European Parliament elections and UKIP

23 May

Yesterday when there was a vote for the elections to the European parliament. It is a strange way to hold an election. A party puts forward up to seven candidates and a voter can select one party by putting a single cross against the name of that party. So, in this region, seven MEPs are selected by the proportion of votes cast for the parties. This has led to a plethora of parties standing for election. Yesterday there were eleven parties represented. There were the usual suspects, Conservative, Labour, Liberal Democrat, Greens and British National Party. Besides these there were six “parties” with a single objective, to pull the UK out of the European Union. Which means that the majority of the parties were campaigning on a single issue. And none of these six parties have any detailed plans for what they would do if they ever achieved a measure of power. The quotation marks around the term Party were because some of these are purely notional and will disappear without trace when the results show they have next to no support. Only one of these parties has a measure of popular support, and that is the United Kingdom Independence Party (UKIP). This is in part due to the wall-to-wall publicity for the party that has been going on these several months. Most of this publicity, the vast majority , has been for the party leader, Nigel Farage. He is put forward as a social salon bar debater, a maverick who is untainted by the dirt of the other parties. This spin is widely believed. So when the media and the established parties start to question Farage’s history and beliefs they are seen as throwing dirt and trying to keep the common man down by UKIP supporters.

An interview on LBC exposed all kinds of nasty truths about Farage’s history and beliefs. It demonstrated unequivocally that Farage is a racist. Proved. Not open to argument and no excuses. A later interview with Jeremy Paxman on the BBC was far more gentlemanly but no less effective. All the “facts and figures” used by UKIP were shown to be selective, fallacious or downright lies. But none of this matters when the bulk of UKIP supporters believe none of it. And why should they if it is all a conspiracy by the establishment against the maverick newcomer? My experience is that I have yet to find a political conspiracy which holds water. Conspiracies make good fiction but lousy fact. Farage has regular columns in two national newspapers, was educated at an expensive private school and worked in the financial sector as a commodity broker. He is much more a figure of the establishment than he is an outsider.

The British, especially the English, have a sceptical view of most calls to nationalism. As Samuel Johnson said, “Patriotism is the last refuge of a scoundrel”. It is too easy to wave the flag when you have no other point to make. It is too easy to blame the knavish foreigners of doing old England down, while ignoring the true causes of our problems. Like all plain and simple explanations it is almost completely wrong. The truth in such issues is rarely plain and never simple. But it is such an attractive call in times of economic hardship and widespread discontentment with the status quo that many scoundrels have made the clarion call and many have answered the call.
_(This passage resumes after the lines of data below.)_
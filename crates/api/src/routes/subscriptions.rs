//! Subscription routes: plans, add-on packs, cancellation and plan change.

use axum::{
    extract::{Extension, Path, State},
    Json,
};
use mailstack_billing::{
    CancelMode, CheckoutRedirect, Plan, PlanChangeOutcome, Subscription,
};
use mailstack_shared::{MailboxType, PaymentMethod};
use serde::{Deserialize, Serialize};
use uuid::Uuid;

use crate::{
    auth::AuthUser,
    error::{ApiError, ApiResult},
    state::AppState,
};

#[derive(Debug, Deserialize)]
pub struct PurchasePlanRequest {
    pub plan_id: Uuid,
}

#[derive(Debug, Deserialize)]
pub struct PurchaseMailboxesRequest {
    pub mailbox_type: MailboxType,
    pub quantity: i32,
    pub payment_method: PaymentMethod,
}

/// Either an immediate wallet grant or a redirect to Stripe Checkout.
#[derive(Debug, Serialize)]
#[serde(tag = "result", rename_all = "snake_case")]
pub enum PurchaseMailboxesResponse {
    Granted { subscription: Subscription },
    Checkout { redirect: CheckoutRedirect },
}

#[derive(Debug, Deserialize)]
pub struct CancelRequest {
    /// "immediate" or "at_period_end"; defaults to period end.
    pub mode: Option<String>,
}

#[derive(Debug, Deserialize)]
pub struct ChangePlanRequest {
    pub plan_id: Uuid,
}

pub async fn list_plans(State(state): State<AppState>) -> ApiResult<Json<Vec<Plan>>> {
    let plans = state.billing.subscriptions.list_active_plans().await?;
    Ok(Json(plans))
}

pub async fn list_subscriptions(
    State(state): State<AppState>,
    Extension(auth_user): Extension<AuthUser>,
) -> ApiResult<Json<Vec<Subscription>>> {
    let subscriptions = state.billing.subscriptions.list(auth_user.user_id).await?;
    Ok(Json(subscriptions))
}

/// Start a Stripe Checkout session for a base plan. The subscription row
/// is written by the completed webhook, never here.
pub async fn purchase_plan(
    State(state): State<AppState>,
    Extension(auth_user): Extension<AuthUser>,
    Json(req): Json<PurchasePlanRequest>,
) -> ApiResult<Json<CheckoutRedirect>> {
    let plan = state.billing.subscriptions.get_plan(req.plan_id).await?;
    if !plan.active {
        return Err(ApiError::Validation("plan is not available".into()));
    }

    let redirect = state
        .billing
        .checkout
        .plan_session(auth_user.user_id, &plan)
        .await?;
    Ok(Json(redirect))
}

/// Buy additional mailbox capacity. Wallet purchases grant immediately;
/// Stripe purchases return a checkout redirect and grant on the webhook.
pub async fn purchase_mailboxes(
    State(state): State<AppState>,
    Extension(auth_user): Extension<AuthUser>,
    Json(req): Json<PurchaseMailboxesRequest>,
) -> ApiResult<Json<PurchaseMailboxesResponse>> {
    if req.quantity <= 0 {
        return Err(ApiError::Validation("quantity must be positive".into()));
    }

    match req.payment_method {
        PaymentMethod::Wallet => {
            let subscription = state
                .billing
                .subscriptions
                .purchase_mailboxes_with_wallet(auth_user.user_id, req.mailbox_type, req.quantity)
                .await?;
            Ok(Json(PurchaseMailboxesResponse::Granted { subscription }))
        }
        PaymentMethod::Stripe => {
            let redirect = state
                .billing
                .checkout
                .addon_session(auth_user.user_id, req.mailbox_type, req.quantity as i64)
                .await?;
            Ok(Json(PurchaseMailboxesResponse::Checkout { redirect }))
        }
    }
}

pub async fn cancel_subscription(
    State(state): State<AppState>,
    Extension(auth_user): Extension<AuthUser>,
    Path(subscription_id): Path<Uuid>,
    Json(req): Json<CancelRequest>,
) -> ApiResult<Json<Subscription>> {
    let mode = match req.mode.as_deref() {
        None | Some("at_period_end") => CancelMode::AtPeriodEnd,
        Some("immediate") => CancelMode::Immediate,
        Some(other) => {
            return Err(ApiError::Validation(format!(
                "unknown cancel mode: {other}"
            )))
        }
    };

    let subscription = state
        .billing
        .subscriptions
        .cancel(auth_user.user_id, subscription_id, mode)
        .await?;
    Ok(Json(subscription))
}

pub async fn change_plan(
    State(state): State<AppState>,
    Extension(auth_user): Extension<AuthUser>,
    Json(req): Json<ChangePlanRequest>,
) -> ApiResult<Json<PlanChangeOutcome>> {
    let outcome = state
        .billing
        .subscriptions
        .change_plan(auth_user.user_id, req.plan_id)
        .await?;
    Ok(Json(outcome))
}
The politics of prejudice is always dangerous. History provides us with many examples of minority groups being singled out for abuse and mob action, and none of it is defensible. When the genie of hate is let out of the bottle it is very difficult to put it back. To blame immigrants, the EU and foreigners in general for all that is wrong is the first rung on the ladder of extremism.

Next year there will be a General Election. Many people are predicting that the next government will be a coalition of Conservatives and UKIP, or wishing it so. I pray it does not happen. History shows that extreme right wing parties should never be given even a small share of power. Look what happened in Germany in the 1930s.

Meanwhile, back to yesterday’s election. Many people who generally do not vote came out to support UKIP. There is a very low turnout for European elections and these new voters represent a significant proportion of the vote. The problem is that the real power lies not with the European Parliament but with the Council of Ministers. At best UKIP will be a minority party within the UK group. Even allying with other extreme right wing parties from other nations (they do that already), they will have little influence. At the very best they can make themselves disagreeable and obstructive. They might be voted in, but they can do almost nothing to achieve their ends and are unlikely to represent their constituents in any meaningful way. When this becomes apparent to the voters the reaction can go in one of several ways. Apathy and disgust is the most likely one. Others are even less desirable.

The sheer number of monomaniacal parties standing in the election show that the movement is already splitting into factions. This may well be the high water of support for UKIP. If they achieve any form of success they will become the establishment and will become open to even more scrutiny. UKIP have many secrets to hide and many deeply unpleasant members. There are racists, xenophobes, homophobes and sexists among their membership, and in significant numbers. Their declared policies, almost universally unknown to their supporters, would be very unpopular with most people when examined closely, even among the majority of their supporters. The popular press and media takes a delight in knocking down those that rise too far. Nigel Farage is overdue his comeuppance, and not in the heavyweight newspapers, but in the gossip and scandal sheets. It will happen, and soon.